▶ **Provided entries**

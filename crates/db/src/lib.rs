//! Database layer for the stock register.
//!
//! This crate provides:
//! - `SeaORM` entity definitions and the schema migration
//! - Repositories for movements, balances, documents and counterparties
//! - The transaction manager (scopes, savepoints, time limits)
//! - The stock register service and the posting engine

pub mod engine;
pub mod entities;
pub mod migration;
pub mod register;
pub mod repositories;
pub mod tx;

pub use engine::PostingEngine;
pub use register::StockRegister;
pub use repositories::{
    BalanceRepository, CounterpartyRepository, DocumentRepository, MovementRepository,
};
pub use tx::{Nesting, TransactionManager, TxError, TxFuture, TxScope};

use std::time::Duration;

use sea_orm::{ConnectOptions, ConnectionTrait, Database, DatabaseConnection, DbErr};
use stockreg_shared::config::DatabaseConfig;
use tracing::info;

/// Opens a connection pool sized by `config`.
///
/// # Errors
///
/// Returns an error if the connection cannot be established.
pub async fn connect(config: &DatabaseConfig) -> Result<DatabaseConnection, DbErr> {
    let mut options = ConnectOptions::new(config.url.clone());
    options
        .max_connections(config.max_connections)
        .min_connections(config.min_connections)
        .connect_timeout(Duration::from_secs(10))
        .sqlx_logging(false);
    let db = Database::connect(options).await?;
    info!(
        backend = ?db.get_database_backend(),
        max_connections = config.max_connections,
        "Database connected"
    );
    Ok(db)
}
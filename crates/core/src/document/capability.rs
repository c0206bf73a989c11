//! Capability traits shared by documents and catalog entries.
//!
//! Entities implement only what they need: a counterparty is validatable and
//! version-locked but never posted.

use std::collections::{BTreeMap, HashSet};

use chrono::{DateTime, Utc};
use stockreg_shared::types::{DocumentId, MovementId, ProductId, Quantity, WarehouseId};
use uuid::Uuid;

use super::types::{Counterparty, Document, DocumentDraft, DocumentKind, DocumentLine};
use crate::clock::IdGenerator;
use crate::error::RegisterError;
use crate::register::{Movement, RecordType};

/// Maximum length of a counterparty code.
pub const MAX_CODE_LEN: usize = 32;

/// Field-level validation, run before anything is written.
pub trait Validatable {
    /// Returns the first problem found.
    fn validate(&self) -> Result<(), RegisterError>;
}

/// Optimistic concurrency metadata.
pub trait VersionLocked {
    /// Entity name used in conflict errors.
    fn entity_name(&self) -> &'static str;

    /// Row id.
    fn entity_id(&self) -> Uuid;

    /// Stored version.
    fn version(&self) -> i32;

    /// Fails with `ConcurrentModification` unless `expected` is the stored version.
    fn check_version(&self, expected: i32) -> Result<(), RegisterError> {
        if expected == self.version() {
            Ok(())
        } else {
            Err(RegisterError::ConcurrentModification {
                entity: self.entity_name(),
                id: self.entity_id(),
                expected,
                actual: self.version(),
            })
        }
    }
}

/// Inputs a posting needs besides the document itself.
pub struct PostingContext<'a> {
    /// Posting iteration the movements belong to.
    pub recorder_version: i32,
    /// Stamp for `created_at`.
    pub now: DateTime<Utc>,
    /// Source of movement ids.
    pub ids: &'a dyn IdGenerator,
    /// Book quantity per product in the document's warehouse, excluding the
    /// document's own movements. Only inventory counts read it.
    pub book: &'a BTreeMap<ProductId, Quantity>,
}

/// Something that turns into ledger movements.
pub trait Postable {
    /// Recorder id stamped on the movements.
    fn recorder_id(&self) -> DocumentId;

    /// Computes this posting iteration's movements. Deterministic for equal
    /// inputs apart from generated ids.
    fn compute_movements(&self, ctx: &PostingContext<'_>) -> Result<Vec<Movement>, RegisterError>;
}

fn validate_document(
    kind: DocumentKind,
    number: &str,
    warehouse_id: WarehouseId,
    lines: &[DocumentLine],
) -> Result<(), RegisterError> {
    if number.trim().is_empty() {
        return Err(RegisterError::validation("number", "document number is required"));
    }
    if warehouse_id.is_nil() {
        return Err(RegisterError::validation("warehouse_id", "warehouse is required"));
    }
    if lines.is_empty() {
        return Err(RegisterError::validation("lines", "at least one line is required"));
    }

    let mut line_numbers = HashSet::new();
    let mut products = HashSet::new();
    for (index, line) in lines.iter().enumerate() {
        if line.line_number < 1 || !line_numbers.insert(line.line_number) {
            return Err(RegisterError::validation(
                format!("lines[{index}].line_number"),
                "line numbers must be positive and unique",
            ));
        }
        if line.product_id.is_nil() {
            return Err(RegisterError::validation(
                format!("lines[{index}].product_id"),
                "product is required",
            ));
        }
        match kind {
            DocumentKind::GoodsReceipt | DocumentKind::GoodsIssue => {
                if !line.quantity.is_positive() {
                    return Err(RegisterError::validation(
                        format!("lines[{index}].quantity"),
                        format!("quantity must be positive, got {}", line.quantity),
                    ));
                }
            }
            DocumentKind::InventoryCount => {
                if line.quantity.is_negative() {
                    return Err(RegisterError::validation(
                        format!("lines[{index}].quantity"),
                        format!("counted quantity cannot be negative, got {}", line.quantity),
                    ));
                }
                if !products.insert(line.product_id) {
                    return Err(RegisterError::validation(
                        format!("lines[{index}].product_id"),
                        "a product may be counted only once per document",
                    ));
                }
            }
        }
    }
    Ok(())
}

impl Validatable for DocumentDraft {
    fn validate(&self) -> Result<(), RegisterError> {
        validate_document(self.kind, &self.number, self.warehouse_id, &self.lines)
    }
}

impl Validatable for Document {
    fn validate(&self) -> Result<(), RegisterError> {
        validate_document(self.kind, &self.number, self.warehouse_id, &self.lines)
    }
}

impl VersionLocked for Document {
    fn entity_name(&self) -> &'static str {
        "document"
    }

    fn entity_id(&self) -> Uuid {
        self.id.into_inner()
    }

    fn version(&self) -> i32 {
        self.version
    }
}

impl Postable for Document {
    fn recorder_id(&self) -> DocumentId {
        self.id
    }

    fn compute_movements(&self, ctx: &PostingContext<'_>) -> Result<Vec<Movement>, RegisterError> {
        self.validate()?;
        let period = self.period();

        let mut movements = Vec::with_capacity(self.lines.len());
        for line in &self.lines {
            let (record_type, quantity) = match self.kind {
                DocumentKind::GoodsReceipt => (RecordType::Receipt, line.quantity),
                DocumentKind::GoodsIssue => (RecordType::Expense, line.quantity),
                DocumentKind::InventoryCount => {
                    let book = ctx.book.get(&line.product_id).copied().unwrap_or_default();
                    let difference = line.quantity.checked_sub(book).ok_or_else(|| {
                        RegisterError::validation(
                            format!("lines[{}].quantity", line.line_number),
                            "quantity overflow",
                        )
                    })?;
                    if difference.is_zero() {
                        continue;
                    }
                    if difference.is_positive() {
                        (RecordType::Receipt, difference)
                    } else {
                        (RecordType::Expense, difference.abs())
                    }
                }
            };

            movements.push(Movement {
                id: MovementId::from_uuid(ctx.ids.next_id()),
                recorder_id: self.id,
                recorder_type: self.kind.as_str().to_string(),
                recorder_version: ctx.recorder_version,
                line_number: line.line_number,
                period,
                record_type,
                warehouse_id: self.warehouse_id,
                product_id: line.product_id,
                quantity,
                created_at: ctx.now,
            });
        }
        Ok(movements)
    }
}

impl Validatable for Counterparty {
    fn validate(&self) -> Result<(), RegisterError> {
        let code = self.code.trim();
        if code.is_empty() {
            return Err(RegisterError::validation("code", "code is required"));
        }
        if code.len() > MAX_CODE_LEN {
            return Err(RegisterError::validation(
                "code",
                format!("code must be at most {MAX_CODE_LEN} characters"),
            ));
        }
        if self.name.trim().is_empty() {
            return Err(RegisterError::validation("name", "name is required"));
        }
        Ok(())
    }
}

impl VersionLocked for Counterparty {
    fn entity_name(&self) -> &'static str {
        "counterparty"
    }

    fn entity_id(&self) -> Uuid {
        self.id.into_inner()
    }

    fn version(&self) -> i32 {
        self.version
    }
}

▶ **Exercise requirements**
Return exactly, and only, the lines from the start of the listing through the line with "use uuid::Uuid;".

▶ **Solution to the exercise**
filename crates/db/src/lib.rs
//! Database layer for the stock register.
//!
//! This crate provides:
//! - `SeaORM` entity definitions and the schema migration
//! - Repositories for movements, balances, documents and counterparties
//! - The transaction manager (scopes, savepoints, time limits)
//! - The stock register service and the posting engine

pub mod engine;
pub mod entities;
pub mod migration;
pub mod register;
pub mod repositories;
pub mod tx;

pub use engine::PostingEngine;
pub use register::StockRegister;
pub use repositories::{
    BalanceRepository, CounterpartyRepository, DocumentRepository, MovementRepository,
};
pub use tx::{Nesting, TransactionManager, TxError, TxFuture, TxScope};

use std::time::Duration;

use sea_orm::{ConnectOptions, ConnectionTrait, Database, DatabaseConnection, DbErr};
use stockreg_shared::config::DatabaseConfig;
use tracing::info;

/// Opens a connection pool sized by `config`.
///
/// # Errors
///
/// Returns an error if the connection cannot be established.
pub async fn connect(config: &DatabaseConfig) -> Result<DatabaseConnection, DbErr> {
    let mut options = ConnectOptions::new(config.url.clone());
    options
        .max_connections(config.max_connections)
        .min_connections(config.min_connections)
        .connect_timeout(Duration::from_secs(10))
        .sqlx_logging(false);
    let db = Database::connect(options).await?;
    info!(
        backend = ?db.get_database_backend(),
        max_connections = config.max_connections,
        "Database connected"
    );
    Ok(db)
}
filename crates/core/src/document/capability.rs
repository c0206bf73a989c11
//! Capability traits shared by documents and catalog entries.
//!
//! Entities implement only what they need: a counterparty is validatable and
//! version-locked but never posted.

use std::collections::{BTreeMap, HashSet};

use chrono::{DateTime, Utc};
use stockreg_shared::types::{DocumentId, MovementId, ProductId, Quantity, WarehouseId};
use uuid::Uuid;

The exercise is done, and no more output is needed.